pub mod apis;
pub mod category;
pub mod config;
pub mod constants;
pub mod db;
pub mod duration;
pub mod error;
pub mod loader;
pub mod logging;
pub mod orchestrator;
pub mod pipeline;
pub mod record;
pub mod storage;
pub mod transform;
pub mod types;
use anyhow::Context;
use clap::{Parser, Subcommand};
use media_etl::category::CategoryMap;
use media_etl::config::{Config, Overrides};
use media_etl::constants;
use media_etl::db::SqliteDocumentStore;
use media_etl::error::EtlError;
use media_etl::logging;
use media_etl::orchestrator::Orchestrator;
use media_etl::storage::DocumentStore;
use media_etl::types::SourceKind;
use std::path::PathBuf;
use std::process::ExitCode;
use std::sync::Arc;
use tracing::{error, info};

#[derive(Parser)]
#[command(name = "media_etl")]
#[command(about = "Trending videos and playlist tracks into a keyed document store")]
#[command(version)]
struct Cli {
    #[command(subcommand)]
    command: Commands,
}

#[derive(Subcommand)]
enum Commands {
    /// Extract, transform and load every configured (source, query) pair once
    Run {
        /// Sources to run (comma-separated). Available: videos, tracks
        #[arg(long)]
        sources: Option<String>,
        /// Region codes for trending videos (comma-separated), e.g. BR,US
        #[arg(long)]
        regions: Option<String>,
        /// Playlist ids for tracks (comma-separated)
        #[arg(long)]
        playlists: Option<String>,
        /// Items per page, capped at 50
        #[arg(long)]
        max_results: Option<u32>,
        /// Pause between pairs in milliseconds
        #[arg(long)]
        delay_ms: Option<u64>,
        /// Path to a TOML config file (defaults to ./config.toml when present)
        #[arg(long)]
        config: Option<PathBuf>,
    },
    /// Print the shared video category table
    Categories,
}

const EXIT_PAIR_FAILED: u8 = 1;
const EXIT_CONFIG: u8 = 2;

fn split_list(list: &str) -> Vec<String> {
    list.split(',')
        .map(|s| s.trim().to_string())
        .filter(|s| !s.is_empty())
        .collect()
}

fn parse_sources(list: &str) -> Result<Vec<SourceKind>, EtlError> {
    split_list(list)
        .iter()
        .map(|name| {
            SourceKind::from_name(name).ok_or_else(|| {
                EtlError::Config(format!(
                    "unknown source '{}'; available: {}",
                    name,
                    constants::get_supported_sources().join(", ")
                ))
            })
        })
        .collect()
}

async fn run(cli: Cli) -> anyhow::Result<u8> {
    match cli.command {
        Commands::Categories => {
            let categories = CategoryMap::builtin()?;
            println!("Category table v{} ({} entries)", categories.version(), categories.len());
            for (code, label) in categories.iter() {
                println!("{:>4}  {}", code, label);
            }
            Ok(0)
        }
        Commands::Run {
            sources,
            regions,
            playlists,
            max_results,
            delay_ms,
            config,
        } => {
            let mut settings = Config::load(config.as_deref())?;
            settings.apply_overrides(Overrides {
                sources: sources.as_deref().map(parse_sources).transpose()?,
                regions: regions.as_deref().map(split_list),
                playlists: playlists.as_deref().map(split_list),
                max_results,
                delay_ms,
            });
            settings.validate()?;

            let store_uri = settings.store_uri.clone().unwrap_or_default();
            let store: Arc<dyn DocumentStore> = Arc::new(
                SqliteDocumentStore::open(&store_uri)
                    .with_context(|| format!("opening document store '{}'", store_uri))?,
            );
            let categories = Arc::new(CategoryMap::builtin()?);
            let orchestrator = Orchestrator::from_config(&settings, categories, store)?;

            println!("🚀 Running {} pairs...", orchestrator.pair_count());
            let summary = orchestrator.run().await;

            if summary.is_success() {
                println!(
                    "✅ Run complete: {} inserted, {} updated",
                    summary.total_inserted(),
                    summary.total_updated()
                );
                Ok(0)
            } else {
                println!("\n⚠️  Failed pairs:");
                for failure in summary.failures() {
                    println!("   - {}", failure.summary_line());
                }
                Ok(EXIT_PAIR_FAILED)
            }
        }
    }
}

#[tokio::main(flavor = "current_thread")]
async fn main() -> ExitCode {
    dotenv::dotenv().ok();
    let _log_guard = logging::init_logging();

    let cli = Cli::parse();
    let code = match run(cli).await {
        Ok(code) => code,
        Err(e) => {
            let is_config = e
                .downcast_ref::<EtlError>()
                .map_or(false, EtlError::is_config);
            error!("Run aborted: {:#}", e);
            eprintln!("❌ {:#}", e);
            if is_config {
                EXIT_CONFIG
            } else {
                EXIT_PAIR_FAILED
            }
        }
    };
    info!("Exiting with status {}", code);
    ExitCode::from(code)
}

==

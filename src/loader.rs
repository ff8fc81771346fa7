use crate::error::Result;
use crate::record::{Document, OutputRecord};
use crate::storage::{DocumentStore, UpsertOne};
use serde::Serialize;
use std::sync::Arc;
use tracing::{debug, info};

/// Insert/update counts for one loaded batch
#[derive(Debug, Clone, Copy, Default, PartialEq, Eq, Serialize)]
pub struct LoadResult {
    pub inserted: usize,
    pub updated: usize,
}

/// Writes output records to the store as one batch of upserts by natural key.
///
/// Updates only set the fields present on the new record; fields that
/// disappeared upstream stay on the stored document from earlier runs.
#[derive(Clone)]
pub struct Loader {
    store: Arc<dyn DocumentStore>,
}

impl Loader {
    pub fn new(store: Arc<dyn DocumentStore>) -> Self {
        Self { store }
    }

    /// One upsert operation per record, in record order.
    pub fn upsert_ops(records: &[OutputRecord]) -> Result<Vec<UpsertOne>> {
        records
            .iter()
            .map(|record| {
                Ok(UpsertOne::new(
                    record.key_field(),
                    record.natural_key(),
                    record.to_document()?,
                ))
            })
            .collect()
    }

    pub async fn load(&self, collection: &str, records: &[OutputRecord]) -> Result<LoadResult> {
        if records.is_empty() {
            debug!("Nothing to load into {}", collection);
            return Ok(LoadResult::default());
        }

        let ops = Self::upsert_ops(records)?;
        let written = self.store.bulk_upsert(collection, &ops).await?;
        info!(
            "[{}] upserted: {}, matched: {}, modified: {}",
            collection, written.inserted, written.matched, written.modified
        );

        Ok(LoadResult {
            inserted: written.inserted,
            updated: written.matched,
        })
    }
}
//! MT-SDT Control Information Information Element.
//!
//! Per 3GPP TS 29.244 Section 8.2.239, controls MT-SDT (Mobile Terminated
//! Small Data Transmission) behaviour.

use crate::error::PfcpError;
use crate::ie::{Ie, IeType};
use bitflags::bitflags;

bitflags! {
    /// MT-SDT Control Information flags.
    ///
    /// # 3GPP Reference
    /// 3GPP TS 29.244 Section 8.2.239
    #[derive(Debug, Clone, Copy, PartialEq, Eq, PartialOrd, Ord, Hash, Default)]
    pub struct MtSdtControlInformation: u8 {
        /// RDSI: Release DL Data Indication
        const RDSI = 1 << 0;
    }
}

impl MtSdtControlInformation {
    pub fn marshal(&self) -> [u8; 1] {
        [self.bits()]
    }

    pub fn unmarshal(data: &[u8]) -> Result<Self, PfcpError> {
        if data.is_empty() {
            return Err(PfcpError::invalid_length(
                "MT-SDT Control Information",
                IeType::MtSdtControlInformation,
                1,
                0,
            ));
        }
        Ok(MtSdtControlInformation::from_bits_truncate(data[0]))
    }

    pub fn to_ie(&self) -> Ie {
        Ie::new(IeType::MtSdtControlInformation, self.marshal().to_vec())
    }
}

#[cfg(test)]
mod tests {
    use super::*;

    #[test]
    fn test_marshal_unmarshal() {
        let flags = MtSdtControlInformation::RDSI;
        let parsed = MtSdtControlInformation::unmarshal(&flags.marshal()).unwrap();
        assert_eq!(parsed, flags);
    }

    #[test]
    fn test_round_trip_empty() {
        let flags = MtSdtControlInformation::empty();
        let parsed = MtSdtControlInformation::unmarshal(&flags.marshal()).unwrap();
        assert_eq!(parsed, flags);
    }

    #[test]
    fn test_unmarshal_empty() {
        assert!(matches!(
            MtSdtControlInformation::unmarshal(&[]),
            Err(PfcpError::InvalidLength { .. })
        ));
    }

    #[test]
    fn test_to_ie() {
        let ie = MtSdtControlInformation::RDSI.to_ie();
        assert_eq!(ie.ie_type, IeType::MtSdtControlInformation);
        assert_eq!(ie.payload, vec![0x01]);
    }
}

* * *

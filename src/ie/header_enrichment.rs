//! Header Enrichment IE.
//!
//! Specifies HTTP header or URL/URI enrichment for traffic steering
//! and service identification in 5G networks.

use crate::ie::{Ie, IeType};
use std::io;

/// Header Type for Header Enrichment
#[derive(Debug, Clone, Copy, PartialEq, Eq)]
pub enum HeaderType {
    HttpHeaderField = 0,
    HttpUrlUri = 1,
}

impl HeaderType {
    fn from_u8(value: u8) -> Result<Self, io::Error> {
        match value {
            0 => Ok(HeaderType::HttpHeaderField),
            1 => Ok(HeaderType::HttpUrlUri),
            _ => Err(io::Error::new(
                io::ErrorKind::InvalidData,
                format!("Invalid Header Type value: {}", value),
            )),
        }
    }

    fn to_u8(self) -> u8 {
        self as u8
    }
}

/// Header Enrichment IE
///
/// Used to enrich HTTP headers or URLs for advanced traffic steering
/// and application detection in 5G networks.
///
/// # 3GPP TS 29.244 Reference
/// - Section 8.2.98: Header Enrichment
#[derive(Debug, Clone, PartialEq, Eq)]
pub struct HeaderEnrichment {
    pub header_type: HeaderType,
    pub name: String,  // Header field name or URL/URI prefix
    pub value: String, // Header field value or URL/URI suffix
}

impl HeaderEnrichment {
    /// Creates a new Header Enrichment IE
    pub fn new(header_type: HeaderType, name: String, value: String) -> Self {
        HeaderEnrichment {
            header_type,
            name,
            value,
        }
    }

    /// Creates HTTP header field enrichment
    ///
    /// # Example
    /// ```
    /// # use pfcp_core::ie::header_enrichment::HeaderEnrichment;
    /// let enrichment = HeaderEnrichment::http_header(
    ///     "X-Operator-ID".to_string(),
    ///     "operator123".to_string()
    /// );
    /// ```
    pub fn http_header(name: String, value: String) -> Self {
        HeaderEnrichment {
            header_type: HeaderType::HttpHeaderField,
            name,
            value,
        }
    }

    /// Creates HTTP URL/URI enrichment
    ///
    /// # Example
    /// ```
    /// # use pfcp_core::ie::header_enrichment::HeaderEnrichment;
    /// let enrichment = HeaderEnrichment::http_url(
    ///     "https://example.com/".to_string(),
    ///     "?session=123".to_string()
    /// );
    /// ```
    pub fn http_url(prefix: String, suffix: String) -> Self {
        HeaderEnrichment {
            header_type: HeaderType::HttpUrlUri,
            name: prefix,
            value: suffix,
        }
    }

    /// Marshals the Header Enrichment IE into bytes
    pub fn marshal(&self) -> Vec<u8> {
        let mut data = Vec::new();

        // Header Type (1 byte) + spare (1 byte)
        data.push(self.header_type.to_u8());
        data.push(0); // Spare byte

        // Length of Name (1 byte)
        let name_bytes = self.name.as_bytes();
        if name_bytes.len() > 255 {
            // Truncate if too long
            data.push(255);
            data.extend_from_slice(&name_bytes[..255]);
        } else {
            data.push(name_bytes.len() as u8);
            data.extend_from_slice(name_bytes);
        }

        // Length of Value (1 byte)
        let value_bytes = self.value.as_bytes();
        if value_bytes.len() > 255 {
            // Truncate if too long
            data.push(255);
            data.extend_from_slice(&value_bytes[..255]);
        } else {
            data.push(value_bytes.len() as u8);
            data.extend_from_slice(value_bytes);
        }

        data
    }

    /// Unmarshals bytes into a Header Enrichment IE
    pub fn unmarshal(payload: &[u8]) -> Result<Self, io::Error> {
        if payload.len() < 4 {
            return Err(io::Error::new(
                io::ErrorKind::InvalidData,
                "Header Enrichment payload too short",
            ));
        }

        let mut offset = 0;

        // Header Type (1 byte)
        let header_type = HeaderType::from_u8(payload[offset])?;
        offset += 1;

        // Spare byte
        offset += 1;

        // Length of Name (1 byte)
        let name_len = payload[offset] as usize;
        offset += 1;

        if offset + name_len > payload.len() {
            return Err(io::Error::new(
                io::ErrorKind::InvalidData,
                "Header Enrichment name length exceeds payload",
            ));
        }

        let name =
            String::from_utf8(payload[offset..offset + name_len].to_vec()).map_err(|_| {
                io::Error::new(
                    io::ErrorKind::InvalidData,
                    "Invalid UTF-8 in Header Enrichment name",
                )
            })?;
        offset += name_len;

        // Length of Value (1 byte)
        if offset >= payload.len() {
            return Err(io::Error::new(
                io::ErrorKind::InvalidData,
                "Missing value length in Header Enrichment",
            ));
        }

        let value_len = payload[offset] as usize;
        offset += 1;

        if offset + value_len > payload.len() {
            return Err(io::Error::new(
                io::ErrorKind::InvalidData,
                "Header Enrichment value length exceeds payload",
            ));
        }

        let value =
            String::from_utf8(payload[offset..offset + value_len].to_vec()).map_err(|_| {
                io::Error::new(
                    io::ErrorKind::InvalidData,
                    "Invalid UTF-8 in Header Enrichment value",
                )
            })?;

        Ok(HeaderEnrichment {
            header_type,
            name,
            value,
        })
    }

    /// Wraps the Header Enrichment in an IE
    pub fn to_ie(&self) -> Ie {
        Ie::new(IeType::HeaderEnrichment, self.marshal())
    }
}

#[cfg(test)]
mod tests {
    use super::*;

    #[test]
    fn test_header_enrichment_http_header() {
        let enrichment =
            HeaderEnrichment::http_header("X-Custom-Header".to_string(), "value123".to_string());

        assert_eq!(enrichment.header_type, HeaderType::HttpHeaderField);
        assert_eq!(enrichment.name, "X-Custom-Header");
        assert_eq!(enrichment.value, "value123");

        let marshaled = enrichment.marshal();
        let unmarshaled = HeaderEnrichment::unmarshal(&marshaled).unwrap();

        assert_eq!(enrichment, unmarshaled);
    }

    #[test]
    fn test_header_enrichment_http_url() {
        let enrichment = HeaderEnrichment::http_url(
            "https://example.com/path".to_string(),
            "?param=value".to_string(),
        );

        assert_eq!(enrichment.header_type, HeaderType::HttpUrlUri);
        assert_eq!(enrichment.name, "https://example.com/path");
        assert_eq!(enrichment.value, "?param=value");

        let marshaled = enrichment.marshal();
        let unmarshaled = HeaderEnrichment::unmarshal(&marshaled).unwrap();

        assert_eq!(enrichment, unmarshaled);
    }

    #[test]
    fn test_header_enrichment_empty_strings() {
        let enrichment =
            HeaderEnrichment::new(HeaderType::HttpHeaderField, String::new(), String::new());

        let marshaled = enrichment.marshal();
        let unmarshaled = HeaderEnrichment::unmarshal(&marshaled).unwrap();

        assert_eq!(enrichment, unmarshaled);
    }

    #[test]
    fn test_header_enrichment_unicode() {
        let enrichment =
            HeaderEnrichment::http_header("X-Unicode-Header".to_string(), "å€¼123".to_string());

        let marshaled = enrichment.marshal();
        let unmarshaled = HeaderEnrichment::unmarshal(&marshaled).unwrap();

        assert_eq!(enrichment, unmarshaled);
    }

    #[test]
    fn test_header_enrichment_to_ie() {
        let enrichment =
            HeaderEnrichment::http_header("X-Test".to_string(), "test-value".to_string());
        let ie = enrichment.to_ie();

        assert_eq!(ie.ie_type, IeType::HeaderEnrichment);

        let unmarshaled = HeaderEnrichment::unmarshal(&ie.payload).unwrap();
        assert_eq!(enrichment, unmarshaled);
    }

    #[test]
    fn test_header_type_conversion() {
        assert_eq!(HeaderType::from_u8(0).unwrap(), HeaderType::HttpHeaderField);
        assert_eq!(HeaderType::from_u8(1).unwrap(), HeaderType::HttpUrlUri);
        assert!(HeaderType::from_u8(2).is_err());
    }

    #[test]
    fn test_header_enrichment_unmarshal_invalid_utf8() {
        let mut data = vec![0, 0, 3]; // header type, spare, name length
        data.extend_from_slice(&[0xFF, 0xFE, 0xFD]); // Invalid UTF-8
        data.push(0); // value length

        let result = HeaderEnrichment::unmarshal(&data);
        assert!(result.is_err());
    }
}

* ASSIGNMENT
In the listing above, locate the line with "pub mod apis;" and the line with "use media_etl::constants;", then extract exactly those lines and every line between them, and nothing more.

* OUTPUT OF THE EXERCISE
pub mod apis;
pub mod category;
pub mod config;
pub mod constants;
pub mod db;
pub mod duration;
pub mod error;
pub mod loader;
pub mod logging;
pub mod orchestrator;
pub mod pipeline;
pub mod record;
pub mod storage;
pub mod transform;
pub mod types;
use anyhow::Context;
use clap::{Parser, Subcommand};
use media_etl::category::CategoryMap;
use media_etl::config::{Config, Overrides};
use media_etl::constants;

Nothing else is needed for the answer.